▸ WHAT YOU ARE ASKED TO DO
Show every line of the data that includes the word "ServiceAccountKey".

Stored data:
------------------------------------

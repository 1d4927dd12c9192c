use anyhow::Result;
use mino_core::catalog::dto::PlayerRecord;
use mino_core::helpers::bot_commands::Command;
use mino_core::helpers::format::{chart_caption, chart_url, text_chart};
use teloxide::{
    prelude::*,
    types::{InputFile, Message, ParseMode},
    utils::{command::BotCommands, html::escape},
};
use url::Url;

use crate::dependencies::BotDependencies;
use crate::menu;
use crate::utils::send_html;

const WELCOME_TEXT: &str = "👋 <b>Welcome to the Mino NFT bot!</b>\n\n\
Look up football player NFTs, their stats and what they earn.\n\
Use the menu below, or /help to see every command.";

const EARNINGS_TEXT: &str = "💰 <b>Top earners</b>\n\nPick a period:";

const UNKNOWN_TEXT: &str =
    "🤔 I didn't get that. Use /players to browse the catalog or /help to see what I can do.";

pub async fn handle_start(bot: Bot, msg: Message, bot_deps: BotDependencies) -> Result<()> {
    bot_deps.sessions.clear(msg.chat.id);
    send_html(&bot, msg.chat.id, WELCOME_TEXT, Some(menu::main_menu())).await?;
    Ok(())
}

pub async fn handle_help(bot: Bot, msg: Message) -> Result<()> {
    bot.send_message(msg.chat.id, Command::descriptions().to_string())
        .await?;
    Ok(())
}

pub async fn handle_players(bot: Bot, msg: Message, bot_deps: BotDependencies) -> Result<()> {
    bot_deps.sessions.clear(msg.chat.id);
    send_html(&bot, msg.chat.id, menu::MAIN_MENU_TEXT, Some(menu::main_menu())).await?;
    Ok(())
}

pub async fn handle_player(
    bot: Bot,
    msg: Message,
    name: String,
    bot_deps: BotDependencies,
) -> Result<()> {
    let name = name.trim();
    if name.is_empty() {
        bot.send_message(
            msg.chat.id,
            "Please include a player name after /player, e.g. /player Messi",
        )
        .await?;
        return Ok(());
    }
    send_player_card(&bot, msg.chat.id, name, &bot_deps).await
}

pub async fn handle_earnings(bot: Bot, msg: Message) -> Result<()> {
    send_html(&bot, msg.chat.id, EARNINGS_TEXT, Some(menu::earnings_periods())).await?;
    Ok(())
}

pub async fn handle_chart(
    bot: Bot,
    msg: Message,
    name: String,
    bot_deps: BotDependencies,
) -> Result<()> {
    let name = name.trim();
    if name.is_empty() {
        bot.send_message(
            msg.chat.id,
            "Please include a player name after /chart, e.g. /chart Messi",
        )
        .await?;
        return Ok(());
    }
    send_chart(&bot, msg.chat.id, name, &bot_deps).await
}

pub async fn handle_unknown(bot: Bot, msg: Message) -> Result<()> {
    bot.send_message(msg.chat.id, UNKNOWN_TEXT).await?;
    Ok(())
}

/// Looks `name` up with an exact, case-insensitive match and sends the card.
pub async fn send_player_card(
    bot: &Bot,
    chat_id: ChatId,
    name: &str,
    bot_deps: &BotDependencies,
) -> Result<()> {
    let roster = bot_deps.catalog.load_roster().await?;
    reply_with_card(bot, chat_id, name, roster.player(name), bot_deps).await
}

/// Sends the player's card, as a video caption when the sheet links a clip.
/// Falls back to a plain text card with the link if Telegram rejects the
/// video.
pub async fn reply_with_card(
    bot: &Bot,
    chat_id: ChatId,
    name: &str,
    record: Option<&PlayerRecord>,
    bot_deps: &BotDependencies,
) -> Result<()> {
    let Some(record) = record else {
        send_html(
            bot,
            chat_id,
            format!("❌ No player named <b>{}</b> was found.", escape(name)),
            Some(menu::back_only()),
        )
        .await?;
        return Ok(());
    };

    let card = bot_deps.catalog.card(record);
    let keyboard = menu::player_card(&record.player);
    let Some(link) = card.video_link.as_deref() else {
        send_html(bot, chat_id, card.text, Some(keyboard)).await?;
        return Ok(());
    };

    match Url::parse(link) {
        Ok(url) => {
            let sent = bot
                .send_video(chat_id, InputFile::url(url))
                .caption(card.text.clone())
                .parse_mode(ParseMode::Html)
                .reply_markup(keyboard.clone())
                .await;
            match sent {
                Ok(_) => return Ok(()),
                Err(e) => log::warn!("Failed to send video {} for {}: {}", link, name, e),
            }
        }
        Err(e) => log::warn!("Invalid video link {:?} for {}: {}", link, name, e),
    }

    let text = format!(
        "{}\n\n🎬 <a href=\"{}\">Watch video</a>",
        card.text,
        escape(link)
    );
    send_html(bot, chat_id, text, Some(keyboard)).await?;
    Ok(())
}

/// Sends the player's earnings history as a chart image, or as a text chart
/// when the image can't be delivered.
pub async fn send_chart(
    bot: &Bot,
    chat_id: ChatId,
    name: &str,
    bot_deps: &BotDependencies,
) -> Result<()> {
    let unit = bot_deps.catalog.unit();
    let history = match bot_deps.catalog.load_earnings_history(name).await? {
        Some(history) if !history.points.is_empty() => history,
        _ => {
            send_html(
                bot,
                chat_id,
                format!("❌ No earnings history found for <b>{}</b>.", escape(name)),
                Some(menu::back_only()),
            )
            .await?;
            return Ok(());
        }
    };

    match Url::parse(&chart_url(&history, unit)) {
        Ok(url) => {
            let sent = bot
                .send_photo(chat_id, InputFile::url(url))
                .caption(chart_caption(&history, unit))
                .parse_mode(ParseMode::Html)
                .await;
            match sent {
                Ok(_) => return Ok(()),
                Err(e) => log::warn!("Failed to send chart image for {}: {}", history.player, e),
            }
        }
        Err(e) => log::warn!("Could not build chart URL for {}: {}", history.player, e),
    }

    send_html(bot, chat_id, text_chart(&history, unit), None).await?;
    Ok(())
}
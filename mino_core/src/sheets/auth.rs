use std::path::Path;

use chrono::{Duration, Utc};
use jsonwebtoken::{encode, Algorithm, EncodingKey, Header};
use reqwest::Client;
use tokio::sync::Mutex;

use super::dto::{ServiceAccountClaims, ServiceAccountKey, TokenResponse};
use super::SheetError;

pub const SCOPES: &str =
    "https://www.googleapis.com/auth/spreadsheets.readonly https://www.googleapis.com/auth/drive.readonly";

const GRANT_TYPE: &str = "urn:ietf:params:oauth:grant-type:jwt-bearer";

/// Refresh this many seconds before Google says the token expires.
const EXPIRY_MARGIN_SECS: i64 = 60;

#[derive(Debug, Clone)]
struct CachedToken {
    value: String,
    expires_at: i64,
}

/// Exchanges a signed service-account assertion for an OAuth access token and
/// keeps it until shortly before it expires.
pub struct ServiceAccountAuth {
    key: ServiceAccountKey,
    cached: Mutex<Option<CachedToken>>,
}

impl ServiceAccountAuth {
    pub fn new(key: ServiceAccountKey) -> Self {
        Self {
            key,
            cached: Mutex::new(None),
        }
    }

    pub fn from_file(path: &Path) -> Result<Self, SheetError> {
        let raw = std::fs::read_to_string(path)
            .map_err(|e| SheetError::Key(format!("{}: {}", path.display(), e)))?;
        let key: ServiceAccountKey = serde_json::from_str(&raw)?;
        Ok(Self::new(key))
    }

    pub fn sign_assertion(&self, now: i64) -> Result<String, SheetError> {
        let claims = ServiceAccountClaims {
            iss: self.key.client_email.clone(),
            scope: SCOPES.to_string(),
            aud: self.key.token_uri.clone(),
            iat: now,
            exp: now + Duration::hours(1).num_seconds(),
        };

        let key = EncodingKey::from_rsa_pem(self.key.private_key.as_bytes())
            .map_err(|e| SheetError::Key(e.to_string()))?;

        encode(&Header::new(Algorithm::RS256), &claims, &key)
            .map_err(|e| SheetError::Key(e.to_string()))
    }

    pub async fn access_token(&self, client: &Client) -> Result<String, SheetError> {
        let mut cached = self.cached.lock().await;
        let now = Utc::now().timestamp();

        if let Some(token) = cached.as_ref() {
            if token.expires_at - EXPIRY_MARGIN_SECS > now {
                return Ok(token.value.clone());
            }
        }

        log::debug!("Requesting Google access token for {}", self.key.client_email);

        let assertion = self.sign_assertion(now)?;
        let response = client
            .post(&self.key.token_uri)
            .form(&[("grant_type", GRANT_TYPE), ("assertion", assertion.as_str())])
            .send()
            .await?;

        let status = response.status();
        if !status.is_success() {
            let body = response
                .text()
                .await
                .unwrap_or_else(|_| "Unable to read error body".to_string());
            return Err(SheetError::Auth(format!("token endpoint returned {}: {}", status, body)));
        }

        let token: TokenResponse = response.json().await?;
        *cached = Some(CachedToken {
            value: token.access_token.clone(),
            expires_at: now + token.expires_in,
        });

        Ok(token.access_token)
    }
}
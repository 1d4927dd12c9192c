mod error;
mod info;
mod router;
mod state;
mod webhook;

use std::sync::Arc;

use dotenvy::dotenv;
use mino_bot::{dependencies::BotDependencies, utils::retry_transient};
use mino_core::config::{BotConfig, SheetConfig};
use mino_core::helpers::bot_commands::Command;
use router::router;
use state::ServerState;
use teloxide::{prelude::*, requests::Request, utils::command::BotCommands};

#[tokio::main(flavor = "multi_thread", worker_threads = 4)]
async fn main() -> anyhow::Result<()> {
    dotenv().ok();
    tracing_subscriber::fmt::init();

    let config = BotConfig::from_env()?;
    let sheet_config = SheetConfig::from_env()?;
    let listen_addr = config.listen_addr();
    let retry_delay = config.retry_delay;
    let endpoint = config.webhook_endpoint();

    let bot = Bot::new(&config.token);
    let bot_deps = BotDependencies::from_config(config, &sheet_config)?;

    let me = retry_transient("get_me", retry_delay, || bot.get_me().send()).await?;
    retry_transient("set_my_commands", retry_delay, || {
        bot.set_my_commands(Command::bot_commands()).send()
    })
    .await?;
    log::info!("Authorized as @{}", me.username());

    let state = Arc::new(ServerState::from((bot, bot_deps)).with_me(me));

    match endpoint {
        Some(endpoint) => {
            if let Err(e) = info::handler::register_webhook(&state, &endpoint).await {
                log::error!("Webhook registration at startup failed: {}", e);
            }
        }
        None => log::warn!("WEBHOOK_URL not set; call /set_webhook once it is configured"),
    }

    let app = router(state);

    let listener = tokio::net::TcpListener::bind(&listen_addr).await?;
    log::info!("Listening on {}", listen_addr);

    axum::serve(listener, app).await?;
    Ok(())
}
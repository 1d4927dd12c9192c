use std::sync::Arc;

use mino_core::catalog::Catalog;
use mino_core::config::{BotConfig, SheetConfig};
use mino_core::sheets::{GoogleSheets, SheetError};

use crate::session::SessionStore;

#[derive(Clone)]
pub struct BotDependencies {
    pub catalog: Catalog,
    pub sessions: SessionStore,
    pub config: Arc<BotConfig>,
}

impl BotDependencies {
    pub fn new(catalog: Catalog, config: BotConfig) -> Self {
        Self {
            catalog,
            sessions: SessionStore::new(),
            config: Arc::new(config),
        }
    }

    /// Wires the catalog to the Google Sheets backend described by `sheet_config`.
    pub fn from_config(config: BotConfig, sheet_config: &SheetConfig) -> Result<Self, SheetError> {
        let sheets = GoogleSheets::from_config(sheet_config)?;
        let catalog = Catalog::from_config(Arc::new(sheets), sheet_config, &config.earnings_unit);
        Ok(Self::new(catalog, config))
    }
}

------------------------------------

▸ ANSWER SPACE
use super::dto::{ServiceAccountClaims, ServiceAccountKey, TokenResponse};
    key: ServiceAccountKey,
    pub fn new(key: ServiceAccountKey) -> Self {
        let key: ServiceAccountKey = serde_json::from_str(&raw)?;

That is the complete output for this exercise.